Um homem está sentado em sua cadeira, fitando a chuva cair com um olhar plúmbeo. A expressão triste em seu rosto caracterizava um passado complicado. Um passado do qual este homem tentava esquecer constantemente.
Batidas na porta. Quem iria querer fazer uma visita bem na hora de dormir, e pra completar num tempo chuvoso?
“Quem está aí?” – pergunta o homem ainda sentado em sua cadeira.
“Sou eu, Antônio.”
Aquela voz. A voz que o fazia lembrar do passado.
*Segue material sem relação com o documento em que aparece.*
//! HTTP access to the hiscores lite endpoint.

use std::time::Duration;

use reqwest::{Client, StatusCode};

use crate::{
    cli::types::{Gamemode, PlayerName, Variant},
    error::{Result, RuneScoreError},
};

/// Host serving both the RS3 and OSRS hiscores.
pub const HISCORE_BASE_URL: &str = "http://services.runescape.com";

/// The upstream specifies no timeout; fail fast instead of hanging.
pub const REQUEST_TIMEOUT: Duration = Duration::from_secs(10);

/// Build the lite-endpoint URL for a player on the selected board.
pub fn hiscore_url(player: &PlayerName, variant: Variant, gamemode: Gamemode) -> String {
    format!(
        "{HISCORE_BASE_URL}/m=hiscore{}{}/index_lite.ws?player={}",
        variant.url_suffix(),
        gamemode.url_suffix(),
        player
    )
}

pub fn build_client() -> Result<Client> {
    Ok(Client::builder().timeout(REQUEST_TIMEOUT).build()?)
}

/// Fetch the raw response body. One attempt, no retries.
///
/// The service answers 404 for unknown players; that maps to
/// [`RuneScoreError::PlayerNotFound`] so the caller can report the name.
pub async fn fetch_hiscores(
    client: &Client,
    player: &PlayerName,
    variant: Variant,
    gamemode: Gamemode,
) -> Result<String> {
    let url = hiscore_url(player, variant, gamemode);
    let res = client.get(&url).send().await?;
    if res.status() == StatusCode::NOT_FOUND {
        return Err(RuneScoreError::PlayerNotFound {
            name: player.to_string(),
        });
    }
    Ok(res.error_for_status()?.text().await?)
}

#[cfg(test)]
mod tests {
    use super::*;

    fn name(raw: &str) -> PlayerName {
        PlayerName::new(raw).unwrap()
    }

    #[test]
    fn test_rs3_url() {
        assert_eq!(
            hiscore_url(&name("Zezima"), Variant::Rs3, Gamemode::Normal),
            "http://services.runescape.com/m=hiscore/index_lite.ws?player=Zezima"
        );
    }

    #[test]
    fn test_osrs_url() {
        assert_eq!(
            hiscore_url(&name("Zezima"), Variant::OldSchool, Gamemode::Normal),
            "http://services.runescape.com/m=hiscore_oldschool/index_lite.ws?player=Zezima"
        );
    }

    #[test]
    fn test_gamemode_suffix_follows_variant_suffix() {
        assert_eq!(
            hiscore_url(&name("Zezima"), Variant::OldSchool, Gamemode::Ultimate),
            "http://services.runescape.com/m=hiscore_oldschool_ultimate/index_lite.ws?player=Zezima"
        );
        assert_eq!(
            hiscore_url(&name("Zezima"), Variant::Rs3, Gamemode::Ironman),
            "http://services.runescape.com/m=hiscore_ironman/index_lite.ws?player=Zezima"
        );
    }

    #[test]
    fn test_url_uses_normalized_name() {
        let url = hiscore_url(&name("Iron Man"), Variant::Rs3, Gamemode::Normal);
        assert!(url.ends_with("player=Iron_Man"));
    }
}
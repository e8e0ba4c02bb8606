//! Hiscores retrieval and output.
//!
//! The whole run is one linear pipeline: fetch the lite-text body, decode
//! it into skill records, then either write the HTML table to
//! `hiscores/<player>.html` or print the labeled records as JSON.

use std::{
    fs,
    path::{Path, PathBuf},
};

use crate::{
    cli::types::{Gamemode, PlayerName, Variant},
    error::{Result, RuneScoreError},
    hiscores::{
        http::{build_client, fetch_hiscores, hiscore_url},
        parse::parse_hiscores,
        skills::label_skills,
    },
    render::render_table,
};

/// Directory the HTML files are written to, relative to the working dir.
pub const OUTPUT_DIR: &str = "hiscores";

/// Options for a single hiscores run.
#[derive(Debug)]
pub struct HiscoresParams {
    pub player_name: PlayerName,
    pub variant: Variant,
    pub gamemode: Gamemode,
    pub as_json: bool,
    pub debug: bool,
}

/// Fetch, decode, and emit one player's hiscores.
///
/// # Errors
///
/// Returns an error if:
/// - Ultimate Ironman is requested on the RS3 hiscores
/// - the request fails, times out, or the player is unknown
/// - the body decodes to zero skill rows
/// - the response carries more skill rows than names are known for
pub async fn handle_hiscores(params: HiscoresParams) -> Result<()> {
    validate_board(params.variant, params.gamemode)?;

    let client = build_client()?;
    if params.debug {
        eprintln!(
            "GET {}",
            hiscore_url(&params.player_name, params.variant, params.gamemode)
        );
    }

    let body = fetch_hiscores(&client, &params.player_name, params.variant, params.gamemode)
        .await?;
    let records = parse_hiscores(&body);
    if records.is_empty() {
        return Err(RuneScoreError::EmptyResponse);
    }

    if params.as_json {
        let labeled = label_skills(&records)?;
        println!("{}", serde_json::to_string_pretty(&labeled)?);
        return Ok(());
    }

    let html = render_table(&records, params.variant, params.gamemode)?;
    let path = write_html(Path::new(OUTPUT_DIR), &params.player_name, &html)?;
    println!("Wrote {}", path.display());
    Ok(())
}

/// Reject board combinations the service never ran.
///
/// RS3 has no Ultimate Ironman board. Called before the name prompt so
/// bad flags fail without any interaction.
pub fn validate_board(variant: Variant, gamemode: Gamemode) -> Result<()> {
    if variant == Variant::Rs3 && gamemode == Gamemode::Ultimate {
        return Err(RuneScoreError::UltimateRequiresOsrs);
    }
    Ok(())
}

/// Write the rendered table to `<dir>/<lowercased name>.html`.
///
/// Creates the directory if missing; the write is a single
/// open-write-close.
pub fn write_html(dir: &Path, player: &PlayerName, html: &str) -> Result<PathBuf> {
    fs::create_dir_all(dir)?;
    let path = dir.join(format!("{}.html", player.file_stem()));
    fs::write(&path, html)?;
    Ok(path)
}
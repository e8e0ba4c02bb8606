//! Entry point: parse CLI, resolve the player name, run the pipeline.

use clap::Parser;
use runescore::{
    cli::RuneScore,
    commands::{
        hiscores::{handle_hiscores, validate_board, HiscoresParams},
        prompt_player_name, resolve_player_name,
    },
};

#[tokio::main]
async fn main() {
    let app = RuneScore::parse();

    if let Err(e) = run(app).await {
        eprintln!("Error: {e}");
        std::process::exit(1);
    }
}

async fn run(app: RuneScore) -> runescore::Result<()> {
    let variant = app.variant();
    let gamemode = app.gamemode();
    // Check the flags before possibly prompting for a name.
    validate_board(variant, gamemode)?;

    let player_name = match resolve_player_name(app.player_name.clone())? {
        Some(name) => name,
        None => prompt_player_name()?,
    };

    handle_hiscores(HiscoresParams {
        player_name,
        variant,
        gamemode,
        as_json: app.json,
        debug: app.debug,
    })
    .await
}
//! Needs that drive agent behaviour
//!
//! Every need is a scalar in `[floor, ceiling]` (default `[0, 100]`).
//! Hunger grows over time; the other four are satisfactions that drain.

use serde::{Deserialize, Serialize};

use crate::core::config::NeedsConfig;
use crate::spatial::nav::Terrain;

/// The five drives of an agent
#[derive(Debug, Clone, Copy, PartialEq, Serialize, Deserialize)]
pub struct Needs {
    /// 0 = sated, 100 = starving
    pub hunger: f32,
    /// 0 = exhausted, 100 = fully rested
    pub energy: f32,
    /// 0 = lonely, 100 = socially satisfied
    pub social: f32,
    /// 0 = terrified, 100 = safe
    pub safety: f32,
    /// 0 = bored of the surroundings, 100 = eager to explore
    pub curiosity: f32,
}

impl Default for Needs {
    fn default() -> Self {
        Self {
            hunger: 50.0,
            energy: 70.0,
            social: 50.0,
            safety: 60.0,
            curiosity: 60.0,
        }
    }
}

#[derive(Debug, Clone, Copy, PartialEq, Eq, Hash, Serialize, Deserialize)]
pub enum NeedKind {
    Hunger,
    Energy,
    Social,
    Safety,
    Curiosity,
}

impl NeedKind {
    pub const ALL: [NeedKind; 5] = [
        NeedKind::Hunger,
        NeedKind::Energy,
        NeedKind::Social,
        NeedKind::Safety,
        NeedKind::Curiosity,
    ];

    pub fn name(&self) -> &'static str {
        match self {
            Self::Hunger => "hunger",
            Self::Energy => "energy",
            Self::Social => "social",
            Self::Safety => "safety",
            Self::Curiosity => "curiosity",
        }
    }
}

/// One number per need: drift rates, losses or floors
#[derive(Debug, Clone, Copy, Default, PartialEq, Serialize, Deserialize)]
#[serde(default)]
pub struct NeedRates {
    pub hunger: f32,
    pub energy: f32,
    pub social: f32,
    pub safety: f32,
    pub curiosity: f32,
}

impl NeedRates {
    pub const fn zero() -> Self {
        Self {
            hunger: 0.0,
            energy: 0.0,
            social: 0.0,
            safety: 0.0,
            curiosity: 0.0,
        }
    }

    pub fn get(&self, kind: NeedKind) -> f32 {
        match kind {
            NeedKind::Hunger => self.hunger,
            NeedKind::Energy => self.energy,
            NeedKind::Social => self.social,
            NeedKind::Safety => self.safety,
            NeedKind::Curiosity => self.curiosity,
        }
    }

    pub fn iter(&self) -> impl Iterator<Item = (NeedKind, f32)> + '_ {
        NeedKind::ALL.into_iter().map(move |k| (k, self.get(k)))
    }
}

/// How needs change with time
///
/// Exactly one policy is active per simulation.
#[derive(Debug, Clone, Copy, PartialEq, Eq, Default, Serialize, Deserialize)]
#[serde(rename_all = "snake_case")]
pub enum DecayPolicy {
    /// Linear drift proportional to `dt`, independent of location
    #[default]
    Drift,
    /// Fixed per-100ms loss plus recovery from the tile underfoot
    TerrainModulated,
}

impl Needs {
    pub fn get(&self, kind: NeedKind) -> f32 {
        match kind {
            NeedKind::Hunger => self.hunger,
            NeedKind::Energy => self.energy,
            NeedKind::Social => self.social,
            NeedKind::Safety => self.safety,
            NeedKind::Curiosity => self.curiosity,
        }
    }

    pub fn get_mut(&mut self, kind: NeedKind) -> &mut f32 {
        match kind {
            NeedKind::Hunger => &mut self.hunger,
            NeedKind::Energy => &mut self.energy,
            NeedKind::Social => &mut self.social,
            NeedKind::Safety => &mut self.safety,
            NeedKind::Curiosity => &mut self.curiosity,
        }
    }

    /// Add `delta` to a need and clamp it to its bounds
    pub fn adjust(&mut self, kind: NeedKind, delta: f32, config: &NeedsConfig) {
        let floor = config.floors.get(kind);
        let value = self.get_mut(kind);
        *value = (*value + delta).clamp(floor, config.ceiling.max(floor));
    }

    /// Normalised copy (every value divided by 100)
    pub fn normalized(&self) -> Needs {
        Needs {
            hunger: self.hunger / 100.0,
            energy: self.energy / 100.0,
            social: self.social / 100.0,
            safety: self.safety / 100.0,
            curiosity: self.curiosity / 100.0,
        }
    }

    /// Passive drift: `value + dt * drift_scale * rate`, clamped
    pub fn drift(&mut self, dt_ms: f32, config: &NeedsConfig) {
        let scaled = dt_ms * config.drift_scale;
        for (kind, rate) in config.drift_rates.iter() {
            self.adjust(kind, scaled * rate, config);
        }
    }

    /// Terrain-modulated decay
    ///
    /// Losses and gains are expressed per 100ms. Tiles without terrain
    /// information only apply the loss.
    pub fn terrain_decay(&mut self, dt_ms: f32, terrain: Option<Terrain>, config: &NeedsConfig) {
        let steps = dt_ms / 100.0;
        for (kind, loss) in config.terrain_loss.iter() {
            self.adjust(kind, -loss * steps, config);
        }

        match terrain {
            Some(Terrain::Grass) => {
                self.adjust(NeedKind::Energy, config.grass_energy_gain * steps, config)
            }
            Some(Terrain::Forest) => {
                self.adjust(NeedKind::Safety, config.forest_safety_gain * steps, config)
            }
            _ => {}
        }
    }

    /// Most pressing need, reading hunger as-is and the others inverted
    pub fn most_pressing(&self) -> (NeedKind, f32) {
        NeedKind::ALL
            .into_iter()
            .map(|kind| {
                let pressure = match kind {
                    NeedKind::Hunger => self.hunger,
                    _ => 100.0 - self.get(kind),
                };
                (kind, pressure)
            })
            .fold((NeedKind::Hunger, f32::NEG_INFINITY), |best, cur| {
                if cur.1 > best.1 { cur } else { best }
            })
    }
}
A voz que Antônio relutava para tentar esquecer, estava ali, batendo na sua porta.
Antônio prontamente levanta e vai até a porta, abrindo-a.
“O que faz aqui depois de todo esse tempo? Ainda mais com essa chuva...”
“Não vai me convidar para entrar?”
“Você não precisa disso. Afinal, você é o Rei. Você faz o que quer, sempre!” – Antônio se afasta da porta.
O Rei entra e fecha a porta.
“Sua história está se espalhando, você precisa ser mais discreto! Se todo o reino descobrir, eu não sei o que seria capaz de fazer...” – o Rei parece perdido com seus próprios pensamentos.
“Isso tudo é culpa sua. A gente era feliz antes disso tudo começar.”